Tamara Chikunova è diventata un’attivista per i diritti umani dopo la fucilazione di suo figlio nel 2000.
Ha fondato l’associazione Madri contro la pena di morte e la tortura e girato il mondo raccontando la sua storia, l’esecuzione immotivata del suo ragazzo, propugnando la tutela dei diritti civili e dell’umanizzazione delle carceri, soprattutto nei paesi in cui vigeva la pena di morte.
Nel 1999, in Uzbekistan, alcuni attentati terroristici avevano portato a misure restrittive e all’arresto di centinaia di attivisti dell’opposizione, costretta a agire in clandestinità. L’intimidazione e l’imprigionamento arbitrario di centinaia di dissidenti politici divennero normali strumenti di dissuasione.
È stato in questo clima che Dmitrij Chikunov, l’unico figlio di Tamara venne arrestato il 17 aprile 1999. Aveva 28 anni, viveva a Tashkent. Fermato per normali controlli non è più uscito dal carcere.
Sua madre si era recata spesso al posto di polizia per chiedere informazioni e cercare di capire il motivo della detenzione. Come risultato venne interrogata per ore e picchiata.
Dopo sei mesi di totale assenza di notizie riuscì finalmente a vedere suo figlio in carcere. Il ragazzo era distrutto emotivamente e fisicamente per le torture subite, ma continuava a dichiararsi innocente. Raccontava di aver rifiutato di firmare una confessione fasulla per un omicidio mai commesso e, per questo, veniva continuamente torturato. Alla fine, ha ceduto, quando gli hanno fatto ascoltare le urla di disperazione e di dolore della madre picchiata durante il suo interrogatorio.
Così Dmitrij, per salvare sua madre, aveva firmato la sua condanna a morte, eseguita nel carcere di Tashkent il 10 luglio del 2000.
La donna non venne avvertita dell’esecuzione e non le fu neppure restituito il corpo del figlio per la sepoltura. Era uso comune per non mostrare i segni delle torture inferte ai detenuti.
Forte del suo dolore e disperazione, Tamara Chikunova si è fatta carico dell’ingiustizia subita dal figlio e ha continuato a battersi fino a quando, nel 2005, è riuscita a ottenere la riabilitazione postuma di Dmitrij.
Un giudice ha ammesso che quel processo non era stato giusto e che il ragazzo non era colpevole.
Ma anche dopo la vittoria in tribunale,  la donna ha continuato la sua battaglia per evitare che si ripetessero altri casi simili e ha fondato l’associazione Madri contro la pena di morte e la tortura.

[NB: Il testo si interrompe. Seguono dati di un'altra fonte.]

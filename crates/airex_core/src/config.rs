use std::time::Duration;

use rand::Rng;
use serde::{Deserialize, Serialize};
use thiserror::Error;

use crate::TaskKind;

/// How far a document task advances on each tick, in percentage points.
#[derive(Debug, Clone, Copy, PartialEq, Serialize, Deserialize)]
pub enum StepPolicy {
    /// Uniform in `(0, max]`.
    Uniform { max: f64 },
    Fixed { step: f64 },
}

impl StepPolicy {
    pub fn sample<R: Rng + ?Sized>(&self, rng: &mut R) -> f64 {
        match *self {
            // `random_range` is half-open; flip it so zero is excluded and `max` included.
            StepPolicy::Uniform { max } => max - rng.random_range(0.0..max),
            StepPolicy::Fixed { step } => step,
        }
    }

    fn upper_bound(&self) -> f64 {
        match *self {
            StepPolicy::Uniform { max } => max,
            StepPolicy::Fixed { step } => step,
        }
    }
}

#[derive(Debug, Clone, PartialEq, Error)]
pub enum ConfigError {
    #[error("document step must be positive and finite, got {0}")]
    Step(f64),
    #[error("{0} tick period must be non-zero")]
    TickPeriod(TaskKind),
}

#[derive(Debug, Clone, PartialEq, Serialize, Deserialize)]
#[serde(default)]
pub struct SimConfig {
    pub document_tick_ms: u64,
    pub typing_tick_ms: u64,
    pub document_step: StepPolicy,
    pub arxiv_fetch_delay_ms: u64,
    pub reply_delay_ms: u64,
    /// Fixed RNG seed; entropy-seeded when absent.
    pub seed: Option<u64>,
}

impl Default for SimConfig {
    fn default() -> Self {
        Self {
            document_tick_ms: 500,
            typing_tick_ms: 20,
            document_step: StepPolicy::Uniform { max: 20.0 },
            arxiv_fetch_delay_ms: 2_000,
            reply_delay_ms: 1_000,
            seed: None,
        }
    }
}

impl SimConfig {
    pub fn validate(&self) -> Result<(), ConfigError> {
        let step = self.document_step.upper_bound();
        if !(step.is_finite() && step > 0.0) {
            return Err(ConfigError::Step(step));
        }
        if self.document_tick_ms == 0 {
            return Err(ConfigError::TickPeriod(TaskKind::DocumentProcessing));
        }
        if self.typing_tick_ms == 0 {
            return Err(ConfigError::TickPeriod(TaskKind::MessageTyping));
        }
        Ok(())
    }

    pub fn tick_period(&self, kind: TaskKind) -> Duration {
        match kind {
            TaskKind::DocumentProcessing => Duration::from_millis(self.document_tick_ms),
            TaskKind::MessageTyping => Duration::from_millis(self.typing_tick_ms),
        }
    }

    pub fn arxiv_fetch_delay(&self) -> Duration {
        Duration::from_millis(self.arxiv_fetch_delay_ms)
    }

    pub fn reply_delay(&self) -> Duration {
        Duration::from_millis(self.reply_delay_ms)
    }
}
//! Carrot Checklist - a classroom checklist widget
//!
//! Core modules:
//! - `model`: Tasks, groups and completion records
//! - `storage`: Key-value storage backends
//! - `store`: Checklist state persistence (best-effort)
//! - `export`: CSV and HTML summary export
//! - `import`: JSON import with confirmation
//! - `raster`: Software canvas for the summary image
//! - `settings`: Persisted preferences and feature flags
//! - `game`: Sticky Carrot brush-and-reveal mini-game
//! - `platform` / `ui` / `audio`: Browser shell (wasm only)

#[cfg(target_arch = "wasm32")]
pub mod audio;
pub mod export;
pub mod game;
pub mod import;
pub mod model;
pub mod platform;
pub mod raster;
pub mod settings;
pub mod storage;
pub mod store;
#[cfg(target_arch = "wasm32")]
pub mod ui;

pub use export::{ExportFile, export_csv, export_summary_document};
pub use import::{ImportError, ImportOutcome, Prompter, import_document};
pub use model::{CompletionRecord, CompletionState, Group, Task, default_groups};
pub use settings::{FeatureFlags, Settings};
pub use storage::{KeyValueStore, MemoryStore, StorageError};
pub use store::ChecklistStore;
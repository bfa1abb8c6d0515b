//! Checklist view: grouped checkboxes, notes box and the "More" menu

use std::cell::RefCell;
use std::rc::Rc;

use wasm_bindgen::JsCast;
use wasm_bindgen::prelude::*;
use wasm_bindgen_futures::JsFuture;
use web_sys::{Document, Element, Event, HtmlButtonElement, HtmlInputElement, HtmlTextAreaElement};

use super::{App, document, element, typed};
use crate::export::{ExportFile, export_csv, export_summary_document};
use crate::import::{ImportOutcome, Prompter, import_document};
use crate::platform::web::{BrowserPrompter, describe, download, reload};
use crate::settings::sticky_carrot_notice;

const CONTAINER_ID: &str = "checklist";
const MENU_BUTTON_CLASS: &str = "block w-full px-3 py-2 text-left text-sm hover:bg-gray-50";

/// Build the checklist into `#checklist`, creating it if the page has none
pub fn mount(app: Rc<RefCell<App>>) -> Result<(), JsValue> {
    let document = document()?;
    let container = match document.get_element_by_id(CONTAINER_ID) {
        Some(el) => el,
        None => {
            let el = element(&document, "div", "")?;
            el.set_id(CONTAINER_ID);
            document
                .body()
                .ok_or_else(|| JsValue::from_str("no body"))?
                .append_child(&el)?;
            el
        }
    };

    let note_box = build_note_box(&document, app.clone())?;
    let list = build_groups(&document, app.clone())?;
    let toolbar = build_toolbar(&document, app, &note_box)?;

    container.append_child(&list)?;
    container.append_child(&note_box)?;
    container.append_child(&toolbar)?;
    Ok(())
}

fn build_note_box(document: &Document, app: Rc<RefCell<App>>) -> Result<HtmlTextAreaElement, JsValue> {
    let note_box: HtmlTextAreaElement = typed(document, "textarea", "mt-6 w-full rounded border p-2")?;
    note_box.set_value(&app.borrow().store.load_note());
    note_box.set_placeholder("Notes...");

    let note_clone = note_box.clone();
    let closure = Closure::<dyn FnMut(_)>::new(move |_event: Event| {
        app.borrow_mut().store.save_note(&note_clone.value());
    });
    note_box.add_event_listener_with_callback("input", closure.as_ref().unchecked_ref())?;
    closure.forget();

    Ok(note_box)
}

fn build_groups(document: &Document, app: Rc<RefCell<App>>) -> Result<Element, JsValue> {
    let list = element(document, "div", "space-y-6")?;
    let groups = app.borrow().groups.clone();
    let last = groups.len().saturating_sub(1);

    for (idx, group) in groups.iter().enumerate() {
        let section = element(document, "section", "space-y-3")?;

        let heading = element(
            document,
            "h2",
            "text-sm font-semibold text-gray-600 uppercase tracking-wide",
        )?;
        heading.set_text_content(Some(&group.title));
        section.append_child(&heading)?;

        for task in &group.tasks {
            let item = element(document, "label", "flex items-center justify-between py-3")?;

            let span = element(document, "span", "text-gray-800")?;
            span.set_text_content(Some(&task.text));

            let checkbox: HtmlInputElement = typed(document, "input", "ml-4 h-4 w-4")?;
            checkbox.set_type("checkbox");
            checkbox.set_checked(app.borrow().state.is_completed(task.id));

            let app = app.clone();
            let task_id = task.id;
            let checkbox_clone = checkbox.clone();
            let closure = Closure::<dyn FnMut(_)>::new(move |_event: Event| {
                app.borrow_mut().toggle(task_id, checkbox_clone.checked());
            });
            checkbox.add_event_listener_with_callback("change", closure.as_ref().unchecked_ref())?;
            closure.forget();

            item.append_child(&span)?;
            item.append_child(&checkbox)?;
            section.append_child(&item)?;
        }

        if idx < last {
            let divider = element(document, "div", "border-b border-gray-200")?;
            section.append_child(&divider)?;
        }

        list.append_child(&section)?;
    }

    Ok(list)
}

fn build_toolbar(
    document: &Document,
    app: Rc<RefCell<App>>,
    note_box: &HtmlTextAreaElement,
) -> Result<Element, JsValue> {
    let toolbar = element(document, "div", "pt-4 flex justify-end")?;
    let menu = element(document, "details", "relative")?;

    let summary = element(document, "summary", "cursor-pointer text-sm text-gray-600")?;
    summary.set_text_content(Some("More"));
    menu.append_child(&summary)?;

    let menu_list = element(
        document,
        "div",
        "absolute right-0 mt-2 w-44 rounded-md border border-gray-200 bg-white shadow",
    )?;

    {
        let app = app.clone();
        let note_box = note_box.clone();
        menu_list.append_child(&menu_button(document, "Export HTML", move || {
            let a = app.borrow();
            match export_summary_document(&a.groups, &a.state, &note_box.value()) {
                Ok(file) => deliver(&file),
                Err(e) => log::error!("Summary export failed: {}", e),
            }
        })?)?;
    }

    {
        let app = app.clone();
        let note_box = note_box.clone();
        menu_list.append_child(&menu_button(document, "Export CSV", move || {
            let a = app.borrow();
            deliver(&export_csv(&a.groups, &a.state, &note_box.value()));
        })?)?;
    }

    {
        let app = app.clone();
        menu_list.append_child(&menu_button(document, "Import JSON", move || {
            if let Err(e) = open_import_picker(app.clone()) {
                log::error!("Import picker failed: {}", describe(&e));
            }
        })?)?;
    }

    menu_list.append_child(&menu_button(document, "Settings", move || {
        let message = {
            let mut a = app.borrow_mut();
            a.settings.sticky_carrot = !a.settings.sticky_carrot;
            a.save_settings();
            sticky_carrot_notice(&a.settings, a.feature_flags())
        };
        BrowserPrompter.alert(message);
    })?)?;

    menu.append_child(&menu_list)?;
    toolbar.append_child(&menu)?;
    Ok(toolbar)
}

fn menu_button(
    document: &Document,
    label: &str,
    mut on_click: impl FnMut() + 'static,
) -> Result<HtmlButtonElement, JsValue> {
    let button: HtmlButtonElement = typed(document, "button", MENU_BUTTON_CLASS)?;
    button.set_text_content(Some(label));
    let closure = Closure::<dyn FnMut(_)>::new(move |_event: web_sys::MouseEvent| on_click());
    button.add_event_listener_with_callback("click", closure.as_ref().unchecked_ref())?;
    closure.forget();
    Ok(button)
}

fn deliver(file: &ExportFile) {
    if let Err(e) = download(file) {
        log::error!("Download of {} failed: {}", file.filename, describe(&e));
    }
}

/// File picker -> read -> confirm -> write -> reload
fn open_import_picker(app: Rc<RefCell<App>>) -> Result<(), JsValue> {
    let document = document()?;
    let input: HtmlInputElement = typed(&document, "input", "")?;
    input.set_type("file");
    input.set_accept("application/json");

    let input_clone = input.clone();
    let closure = Closure::<dyn FnMut(_)>::new(move |_event: Event| {
        let Some(file) = input_clone.files().and_then(|files| files.get(0)) else {
            return;
        };
        let app = app.clone();
        wasm_bindgen_futures::spawn_local(async move {
            let text = match JsFuture::from(file.text()).await {
                Ok(text) => text.as_string().unwrap_or_default(),
                Err(e) => {
                    log::warn!("Could not read {}: {}", file.name(), describe(&e));
                    BrowserPrompter.alert("Could not read file");
                    return;
                }
            };

            let outcome = {
                let mut a = app.borrow_mut();
                import_document(&text, &mut a.store, &mut BrowserPrompter)
            };
            if outcome == ImportOutcome::Applied {
                reload();
            }
        });
    });
    input.add_event_listener_with_callback("change", closure.as_ref().unchecked_ref())?;
    closure.forget();

    input.click();
    Ok(())
}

Grazie al suo impegno incessante e instancabile, è riuscita a salvare 23 prigionieri dalla condanna a morte. 

Nel settembre 2003, ha inaugurato una campagna mediatica per l’ottenimento di una moratoria sulla pena di morte nel suo paese, diffondendo un appello con una sottoscrizione mondiale: le adesioni sono state migliaia in poche settimane. La mobilitazione sarebbe dovuta culminare in una conferenza a Tashkent il 5 dicembre 2003, ma è stata impedita dal governo con scuse pretestuose. Gli interventi delle diplomazie europee per la creazione di una rete di attenzione internazionale e sostegno locale si sono rivelati decisivi perché l’associazione potesse proseguire il suo lavoro.
Tamara Chikunova ha ricevuto la Colomba d’Oro e il Premio Norimberga per la sua strenua battaglia civile.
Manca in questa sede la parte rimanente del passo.